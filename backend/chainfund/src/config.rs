//! Application configuration loaded from environment variables.

use std::str::FromStr;

use alloy_primitives::utils::parse_ether;
use alloy_primitives::{Address, U256};

use crate::errors::{AppError, Result};

/// Addresses treated as admin regardless of the stored `is_admin` flag.
const DEFAULT_ADMIN_ADDRESSES: &str =
    "0xf39fd6e51aad88f6f4ce6ab8827279cfffb92266,0x8fa4c621f86eba072148b2fd6a20ccdb21b2f913";

#[derive(Debug, Clone)]
pub struct Config {
    /// Ethereum JSON-RPC endpoint (e.g. a local hardhat node)
    pub rpc_url: String,
    /// Address of the deployed crowdfunding contract
    pub contract_address: Address,
    /// Path to the SQLite database file
    pub database_url: String,
    /// Port for the REST API server
    pub api_port: u16,
    pub chain_id: u64,
    /// Lowercase hex addresses with admin rights
    pub admin_addresses: Vec<String>,
    pub gas: GasLimits,
    pub limits: Limits,
    /// Delay between `eth_getTransactionReceipt` polls
    pub receipt_poll_interval_ms: u64,
    /// Give up waiting for a receipt after this many seconds
    pub receipt_timeout_secs: u64,
    /// Retries for transport-level RPC failures
    pub rpc_max_retries: u32,
}

#[derive(Debug, Clone, Copy)]
pub struct GasLimits {
    pub create: u64,
    pub donate: u64,
    pub update: u64,
    pub delete: u64,
    pub payout: u64,
}

impl Default for GasLimits {
    fn default() -> Self {
        Self {
            create: 500_000,
            donate: 500_000,
            update: 300_000,
            delete: 300_000,
            payout: 300_000,
        }
    }
}

/// Business-rule bounds applied before any network call.
#[derive(Debug, Clone)]
pub struct Limits {
    pub min_target: U256,
    pub min_duration_days: u32,
    pub max_duration_days: u32,
    pub min_donation: U256,
    pub items_per_page: usize,
}

impl Default for Limits {
    fn default() -> Self {
        Self {
            // 0.1 ETH
            min_target: U256::from(100_000_000_000_000_000u64),
            min_duration_days: 1,
            max_duration_days: 365,
            // 0.01 ETH
            min_donation: U256::from(10_000_000_000_000_000u64),
            items_per_page: 20,
        }
    }
}

impl Config {
    pub fn from_env() -> Result<Self> {
        let contract_address = env_var("CONTRACT_ADDRESS").map_err(|_| {
            AppError::Config("CONTRACT_ADDRESS environment variable is required".to_string())
        })?;
        let defaults = GasLimits::default();

        Ok(Config {
            rpc_url: env_var("RPC_URL").unwrap_or_else(|_| "http://127.0.0.1:8545".to_string()),
            contract_address: Address::from_str(contract_address.trim())
                .map_err(|_| AppError::Config("Invalid CONTRACT_ADDRESS".to_string()))?,
            database_url: env_var("DATABASE_URL")
                .unwrap_or_else(|_| "sqlite:./chainfund.db".to_string()),
            api_port: parse_or("API_PORT", 3001)?,
            chain_id: parse_or("CHAIN_ID", 31337)?,
            admin_addresses: parse_admins(
                &env_var("ADMIN_ADDRESSES").unwrap_or_else(|_| DEFAULT_ADMIN_ADDRESSES.to_string()),
            ),
            gas: GasLimits {
                create: parse_or("GAS_LIMIT_CREATE", defaults.create)?,
                donate: parse_or("GAS_LIMIT_DONATE", defaults.donate)?,
                update: parse_or("GAS_LIMIT_UPDATE", defaults.update)?,
                delete: parse_or("GAS_LIMIT_DELETE", defaults.delete)?,
                payout: parse_or("GAS_LIMIT_PAYOUT", defaults.payout)?,
            },
            limits: Limits {
                min_target: ether_or("MIN_TARGET_ETH", "0.1")?,
                min_duration_days: parse_or("MIN_DURATION_DAYS", 1)?,
                max_duration_days: parse_or("MAX_DURATION_DAYS", 365)?,
                min_donation: ether_or("MIN_DONATION_ETH", "0.01")?,
                items_per_page: parse_or("ITEMS_PER_PAGE", 20)?,
            },
            receipt_poll_interval_ms: parse_or("RECEIPT_POLL_INTERVAL_MS", 1000)?,
            receipt_timeout_secs: parse_or("RECEIPT_TIMEOUT_SECS", 120)?,
            rpc_max_retries: parse_or("RPC_MAX_RETRIES", 3)?,
        })
    }

    /// True when `address` is on the static admin allow-list.
    pub fn is_listed_admin(&self, address: &str) -> bool {
        let address = address.to_lowercase();
        self.admin_addresses.iter().any(|a| *a == address)
    }
}

fn env_var(key: &str) -> Result<String> {
    std::env::var(key).map_err(|_| AppError::Config(format!("Missing env var: {key}")))
}

fn parse_or<T: FromStr>(key: &str, default: T) -> Result<T> {
    match env_var(key) {
        Ok(raw) => raw
            .trim()
            .parse()
            .map_err(|_| AppError::Config(format!("Invalid {key}"))),
        Err(_) => Ok(default),
    }
}

fn ether_or(key: &str, default: &str) -> Result<U256> {
    let raw = env_var(key).unwrap_or_else(|_| default.to_string());
    parse_ether(raw.trim()).map_err(|_| AppError::Config(format!("Invalid {key}")))
}

fn parse_admins(raw: &str) -> Vec<String> {
    raw.split(',')
        .map(|a| a.trim().to_lowercase())
        .filter(|a| !a.is_empty())
        .collect()
}

#[cfg(test)]
mod tests {
    use super::*;

    #[test]
    fn admin_list_is_normalised() {
        let admins = parse_admins(" 0xABC ,, 0xdef");
        assert_eq!(admins, vec!["0xabc".to_string(), "0xdef".to_string()]);
    }

    #[test]
    fn default_limits_match_ether_values() {
        let limits = Limits::default();
        assert_eq!(limits.min_target, parse_ether("0.1").unwrap());
        assert_eq!(limits.min_donation, parse_ether("0.01").unwrap());
    }
}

■ ■ ■

Each line from the top of the material above through the line with "#[derive(Debug, Clone, Copy)]" must be echoed exactly, and no other line.

WRITTEN ANSWER:
filename backend/chainfund/src/config.rs
//! Application configuration loaded from environment variables.

use std::str::FromStr;

use alloy_primitives::utils::parse_ether;
use alloy_primitives::{Address, U256};

use crate::errors::{AppError, Result};

/// Addresses treated as admin regardless of the stored `is_admin` flag.
const DEFAULT_ADMIN_ADDRESSES: &str =
    "0xf39fd6e51aad88f6f4ce6ab8827279cfffb92266,0x8fa4c621f86eba072148b2fd6a20ccdb21b2f913";

#[derive(Debug, Clone)]
pub struct Config {
    /// Ethereum JSON-RPC endpoint (e.g. a local hardhat node)
    pub rpc_url: String,
    /// Address of the deployed crowdfunding contract
    pub contract_address: Address,
    /// Path to the SQLite database file
    pub database_url: String,
    /// Port for the REST API server
    pub api_port: u16,
    pub chain_id: u64,
    /// Lowercase hex addresses with admin rights
    pub admin_addresses: Vec<String>,
    pub gas: GasLimits,
    pub limits: Limits,
    /// Delay between `eth_getTransactionReceipt` polls
    pub receipt_poll_interval_ms: u64,
    /// Give up waiting for a receipt after this many seconds
    pub receipt_timeout_secs: u64,
    /// Retries for transport-level RPC failures
    pub rpc_max_retries: u32,
}

#[derive(Debug, Clone, Copy)]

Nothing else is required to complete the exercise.